Tujuan dari pengaturan prasarana drainase yaitu untuk melindungi dari kerusakan
lingkungan. Dengan adanya pengaturan ini, saat menentukan area untuk
dibangun perumahan dapat mempertimbangan jalur drainase agar nantinya tidak
merusak lingkungan sekitar. Pembangunan sanitasi merupakan upaya
peningkatan kualitas dan perluasan pelayanan persampahan rumah tangga, air
limbah domestik, dan pengelolaan drainase lingkungan secara terpadu dan
berkelanjutan melalui peningkatan perencanaan, kelembagaan, pelaksanaan, dan
pengawasan yang baik. Dalam perwujudan tujuan tersebut maka pemerintah bisa

membuat lembaga di bawah dan bertanggung jawab kepada menteri sumber daya
air. Pemerintah juga mengembangkan dan menerapkan teknologi di bidang air
minum dan sanitasi yang efektif dan efisien untuk mempercepat penyediaan air
minum dan sanitasi. Pengembangan ini bertujuan untuk meningkatkan:

1. Pengelolaan sanitasi yang ramah lingkungan,
2. Akses yang lebih luas bagi masyarakat,
3. Kontinuitas layanan, dan
4. Perlindungan dan pelestarian sumber air.
Dalam rangka mengembangkan dan mempercepat pemenuhan sanitasi,
pemerintah menyusun kebijakan dan strategi nasional pengembangan sistem air
minum dan sanitasi.
Untuk praktiknya dalam pembuatan rumah atau gedung, kebutuhan sanitasi
merupakan syarat wajib yang harus dipenuhi.
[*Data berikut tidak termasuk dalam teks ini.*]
impl<L: Link> ProtocolClient<L> {
    /// Wrap a link with the default configuration.
    pub fn new(link: L) -> Self {
        Self::with_config(link, ClientConfig::default())
    }

    /// Wrap a link.
    pub fn with_config(link: L, config: ClientConfig) -> Self {
        let device = link.describe();
        let framer = LineFramer::with_limits(link, config.read_size, config.buffer_limit);
        ProtocolClient {
            framer,
            config,
            device,
            last_attempts: 0,
        }
    }

    /// The active configuration.
    pub fn config(&self) -> &ClientConfig {
        &self.config
    }

    /// Identity of the underlying link.
    pub fn device(&self) -> &str {
        &self.device
    }

    /// How long an exchange waits for its reply line.
    pub fn response_timeout(&self) -> Duration {
        self.framer.read_timeout() * self.config.response_timeout_factor.max(1)
    }

    /// Attempts used by the most recent [`guarded`](Self::guarded) call.
    pub fn last_attempts(&self) -> u32 {
        self.last_attempts
    }

    /// Close the underlying link.
    pub fn close(&mut self) -> io::Result<()> {
        self.framer.clear();
        self.framer.get_mut().close()
    }

    // ========================================================================
    // Exchanges
    // ========================================================================

    /// Write a command without waiting for a reply.
    pub fn send(&mut self, command: &Command) -> ProtocolResult<()> {
        let text = command.to_command_string();
        log::trace!("ProtocolClient[{}]: -> {}", self.device, text);
        self.framer.get_mut().write_all(&command.encode())?;
        Ok(())
    }

    /// Wait for the next reply line, up to the response deadline.
    ///
    /// An expired deadline yields [`Response::Empty`].
    pub fn read_response(&mut self) -> ProtocolResult<Response> {
        let deadline = Instant::now() + self.response_timeout();
        loop {
            if let Some(line) = self.framer.poll_line()? {
                let response = Response::from_bytes(&line);
                log::trace!("ProtocolClient[{}]: <- {}", self.device, response);
                return Ok(response);
            }
            if Instant::now() >= deadline {
                log::trace!("ProtocolClient[{}]: <- (timeout)", self.device);
                return Ok(Response::Empty);
            }
        }
    }

    /// Send a command and read one reply line.
    pub fn exchange(&mut self, command: &Command) -> ProtocolResult<Response> {
        let started = Instant::now();
        self.send(command)?;
        let response = self.read_response()?;

        let labels = [("command", command_label(command))];
        metrics::counter!(metric_defs::PROTOCOL_EXCHANGES.name, &labels).increment(1);
        metrics::histogram!(metric_defs::PROTOCOL_EXCHANGE_LATENCY.name, &labels)
            .record(started.elapsed().as_micros() as f64);
        if response.is_empty() {
            metrics::counter!(metric_defs::PROTOCOL_TIMEOUTS.name, &labels).increment(1);
        }

        log::debug!(
            "ProtocolClient[{}]: {} => {}",
            self.device,
            command,
            response
        );
        Ok(response)
    }

    /// Send a command and require `OK`.
    pub fn expect_ok(&mut self, command: &Command) -> ProtocolResult<()> {
        let response = self.exchange(command)?;
        require_ok(command, response)
    }

    /// Send a double-acknowledged command and require `OK` for both the
    /// command and its `nop` confirmation.
    pub fn command_confirmed(&mut self, command: &Command) -> ProtocolResult<()> {
        self.expect_ok(command)?;
        let confirmation = self.exchange(&Command::Nop)?;
        require_ok(command, confirmation)
    }

    /// Send a double-acknowledged read and convert the value from the `nop`
    /// confirmation. `NA`/`NONE` yield `None`.
    pub fn get_value<T: FromResponse>(&mut self, command: &Command) -> ProtocolResult<Option<T>> {
        self.expect_ok(command)?;
        let confirmation = self.exchange(&Command::Nop)?;
        match confirmation {
            Response::NotAvailable => Ok(None),
            Response::Error(text) => Err(ProtocolError::DeviceRejected {
                command: command.to_command_string(),
                response: text,
            }),
            Response::Empty => Err(ProtocolError::Unacknowledged {
                command: command.to_command_string(),
                response: Response::Empty,
            }),
            other => T::from_response(&other)
                .map(Some)
                .ok_or_else(|| ProtocolError::UnparsableResponse {
                    command: command.to_command_string(),
                    text: other.to_string(),
                    expected: T::EXPECTED,
                }),
        }
    }

    /// Run `operation` until it succeeds, fails fatally, or the configured
    /// number of attempts is used up. The last attempt's outcome is returned.
    ///
    /// Every retry starts with [`resync`](Self::resync), so a reply that
    /// missed its deadline cannot be taken as the answer to a later command.
    pub fn guarded<T, F>(&mut self, operation: &str, mut f: F) -> ProtocolResult<T>
    where
        F: FnMut(&mut Self) -> ProtocolResult<T>,
    {
        let max_attempts = self.config.retry_attempts.max(1);
        let labels = [("operation", operation.to_string())];
        let mut attempt = 0;
        loop {
            if attempt > 0 {
                self.resync()?;
            }
            attempt += 1;
            self.last_attempts = attempt;
            match f(self) {
                Ok(value) => {
                    if attempt > 1 {
                        log::debug!(
                            "ProtocolClient[{}]: {} succeeded after {} attempts",
                            self.device,
                            operation,
                            attempt
                        );
                    }
                    return Ok(value);
                }
                Err(e) if e.is_fatal() => {
                    log::warn!(
                        "ProtocolClient[{}]: {} failed fatally on attempt {}: {}",
                        self.device,
                        operation,
                        attempt,
                        e
                    );
                    metrics::counter!(metric_defs::PROTOCOL_GUARDED_FAILURES.name, &labels)
                        .increment(1);
                    return Err(e);
                }
                Err(e) if attempt >= max_attempts => {
                    log::warn!(
                        "ProtocolClient[{}]: {} gave up after {} attempts: {}",
                        self.device,
                        operation,
                        attempt,
                        e
                    );
                    metrics::counter!(metric_defs::PROTOCOL_GUARDED_FAILURES.name, &labels)
                        .increment(1);
                    return Err(e);
                }
                Err(e) => {
                    log::warn!(
                        "ProtocolClient[{}]: {} attempt {}/{} failed: {}",
                        self.device,
                        operation,
                        attempt,
                        max_attempts,
                        e
                    );
                    metrics::counter!(metric_defs::PROTOCOL_RETRIES.name, &labels).increment(1);
                }
            }
        }
    }

    /// Discard stale input and bring the instrument back to idle.
    ///
    /// Drops buffered bytes and any lines already waiting, then sends `nop`
    /// (which also collects a result the instrument may still hold) and reads
    /// until its `OK` or the response deadline. Lines still queued after that
    /// are dropped too.
    pub fn resync(&mut self) -> ProtocolResult<()> {
        self.framer.clear();
        let mut discarded = self.drain_lines()?;

        self.send(&Command::Nop)?;
        let deadline = Instant::now() + self.response_timeout();
        loop {
            match self.framer.poll_line()? {
                Some(line) => {
                    let response = Response::from_bytes(&line);
                    if response.is_ok() {
                        break;
                    }
                    log::trace!("ProtocolClient[{}]: dropped {}", self.device, response);
                    discarded += 1;
                }
                None if Instant::now() >= deadline => break,
                None => {}
            }
        }

        discarded += self.drain_lines()?;
        if discarded > 0 {
            log::debug!(
                "ProtocolClient[{}]: resync dropped {} stale lines",
                self.device,
                discarded
            );
        }
        Ok(())
    }

    /// Read until a read completes no line, discarding every line seen.
    fn drain_lines(&mut self) -> ProtocolResult<usize> {
        let mut discarded = 0;
        while let Some(line) = self.framer.poll_line()? {
            log::trace!(
                "ProtocolClient[{}]: dropped {}",
                self.device,
                Response::from_bytes(&line)
            );
            discarded += 1;
        }
        self.framer.clear();
        Ok(discarded)
    }

    // ========================================================================
    // Session
    // ========================================================================

    /// Liveness check (`nop` → `OK`).
    pub fn ping(&mut self) -> ProtocolResult<()> {
        self.expect_ok(&Command::Nop)
    }

    /// Disable the prompt and echo.
    pub fn prompt_off(&mut self) -> ProtocolResult<()> {
        self.expect_ok(&Command::PromptOff)
    }

    // ========================================================================
    // Measurement
    // ========================================================================

    /// Start measuring. Any reply other than `ERROR` or silence counts as
    /// success.
    pub fn meas_start(&mut self) -> ProtocolResult<()> {
        let command = Command::MeasStart;
        match self.exchange(&command)? {
            Response::Error(text) => Err(ProtocolError::DeviceRejected {
                command: command.to_command_string(),
                response: text,
            }),
            Response::Empty => Err(ProtocolError::Unacknowledged {
                command: command.to_command_string(),
                response: Response::Empty,
            }),
            _ => Ok(()),
        }
    }

    /// Stop measuring. Accepts `OK` followed by `OK`, or `ERRORS_CLEARED` at
    /// either step.
    pub fn meas_stop(&mut self) -> ProtocolResult<()> {
        let command = Command::MeasStop;
        match self.exchange(&command)? {
            Response::ErrorsCleared => return Ok(()),
            Response::Ok => {}
            other => return Err(unexpected(&command, other)),
        }
        match self.exchange(&Command::Nop)? {
            Response::Ok | Response::ErrorsCleared => Ok(()),
            other => Err(unexpected(&command, other)),
        }
    }

    /// Read one measured value. Never retried.
    pub fn sample(&mut self) -> ProtocolResult<SampleOutcome> {
        let response = self.exchange(&Command::MeasGetValue)?;
        Ok(match response {
            Response::CheckFailed => SampleOutcome::VoltageCheckFailed,
            Response::NoConfigSelected => SampleOutcome::NoConfigurationSelected,
            Response::Numeric(_) => match response.as_f64() {
                Some(value) => SampleOutcome::Value(value),
                None => SampleOutcome::Failed(response),
            },
            other => SampleOutcome::Failed(other),
        })
    }

    // ========================================================================
    // Channel Configuration
    // ========================================================================

    /// Select the measurement channel.
    pub fn select_channel(&mut self, channel: u8) -> ProtocolResult<()> {
        self.command_confirmed(&Command::ConfSelect { channel })
    }

    /// Persist a channel's parameters.
    pub fn commit_channel(&mut self, channel: u8) -> ProtocolResult<()> {
        self.command_confirmed(&Command::ConfCommit { channel })
    }

    /// Read a channel's wavelength.
    pub fn get_wavelength(&mut self, channel: u8) -> ProtocolResult<Option<u16>> {
        self.get_param(ChannelParam::Wavelength, channel)
    }

    /// Write (or clear with `None`) a channel's wavelength.
    pub fn set_wavelength(&mut self, channel: u8, value: Option<u16>) -> ProtocolResult<()> {
        self.set_param(ChannelParam::Wavelength, channel, value.map(|v| v.to_string()))
    }

    /// Read a channel's zero error.
    pub fn get_zero_error(&mut self, channel: u8) -> ProtocolResult<Option<i16>> {
        self.get_param(ChannelParam::ZeroError, channel)
    }

    /// Write (or clear with `None`) a channel's zero error.
    pub fn set_zero_error(&mut self, channel: u8, value: Option<i16>) -> ProtocolResult<()> {
        self.set_param(ChannelParam::ZeroError, channel, value.map(|v| v.to_string()))
    }

    /// Read a channel's gain error.
    pub fn get_gain_error(&mut self, channel: u8) -> ProtocolResult<Option<f64>> {
        self.get_param(ChannelParam::GainError, channel)
    }

    /// Write (or clear with `None`) a channel's gain error.
    pub fn set_gain_error(&mut self, channel: u8, value: Option<f64>) -> ProtocolResult<()> {
        self.set_param(ChannelParam::GainError, channel, value.map(|v| v.to_string()))
    }

    fn get_param<T: FromResponse>(
        &mut self,
        param: ChannelParam,
        channel: u8,
    ) -> ProtocolResult<Option<T>> {
        self.get_value(&Command::ConfGet { param, channel })
    }

    fn set_param(
        &mut self,
        param: ChannelParam,
        channel: u8,
        value: Option<String>,
    ) -> ProtocolResult<()> {
        self.command_confirmed(&Command::ConfSet {
            param,
            channel,
            value,
        })
    }

    // ========================================================================
    // Voltage Reference
    // ========================================================================

    /// Calibrate the internal voltage reference.
    pub fn int_ref_calibrate(&mut self) -> ProtocolResult<()> {
        self.command_confirmed(&Command::IntRefCalibrate)
    }

    /// Persist the voltage reference calibration.
    pub fn int_ref_commit(&mut self) -> ProtocolResult<()> {
        self.command_confirmed(&Command::IntRefCommit)
    }

    /// Whether the voltage reference is calibrated. `NA` reads as `false`.
    pub fn int_ref_is_calibrated(&mut self) -> ProtocolResult<bool> {
        Ok(self
            .get_value::<bool>(&Command::IntRefIsCalibrated)?
            .unwrap_or(false))
    }
}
Saat memulai konstruksi juga perlu
dipertimbangankan peletakan infrastruktur sanitasi dan dipasang secara baik agar
perawatannya lebih mudah dan dan tidak berbahaya dan merusak lingkungan
sekitar. Saat membuat infrastruktur sanitasi sendiri harus menganut prinsip:
1. Non diskriminatif,
2. Terjangkau,
3. Perlindungan lingkungan,

4. Berkelanjutan,
5. Partisipasi masyarakat,
6. Keterpaduan,
Pembangunan dan penyediaan infrastruktur sanitasi harus memenuhi standar
teknis. Selain harus memenuhi standar teknis, kualitas hasil olahan infrastruktur
sanitasi harus memenuhi standar baku mutu lingkungan. Standar teknis dan
standar baku mutu lingkungan ditetapkan oleh menteri atau pimpinan lembaga
pemerintah non kementerian terkait.
Mengelola Kualitas Air dan Mengendalikan Pencemaran Air
Sanitasi tentu erat berkaitan dengan air. Air inilah yang digunakan untuk mandi,
cuci, dan kakus (MCK) manusia sehari-hari. Bila mutu air buruk, terutama karena
pencemaran air, keberlangsungan sistem sanitasi dari kegiatan MCK akan
terganggu sehingga mutu sanitasi akan memburuk dan berdampak pada
timbulnya penyakit yang telah disebutkan pada pendahuluan. Pemerintah
Republik Indonesia sendiri sudah mengeluarkan aturan mengenai bagaimana
kualitas air dikelola dan pencemaran air dikendalikan. Peraturan ini diikemas
dalam Peraturan Pemerintah nomor 82 tahun 2001. Di sini, pengelolaan kualitas
air dilakukan menjamin kualitas air yang diinginkan sesuai peruntukannya agar
tetap dalam kondisi alamiahnya (pasal 4 ayat 1). Sementara, pengendalian
pencemaran air dilakukan untuk menjamin kualitas air agar sesuai dengan baku

mutu air melalui upaya pencegahan dan penanggulangan pencemaran air serta
pemulihan kualitas air (pasal 4 ayat 2). Area pengelolaan kualitas air pun terfokus
pada sumber air yang terdapat di dalam hutan lindung, mata air yang terdapat di
luar hutan lindung, dan akuiefer di tanah dalam (pasal 4 ayat 3).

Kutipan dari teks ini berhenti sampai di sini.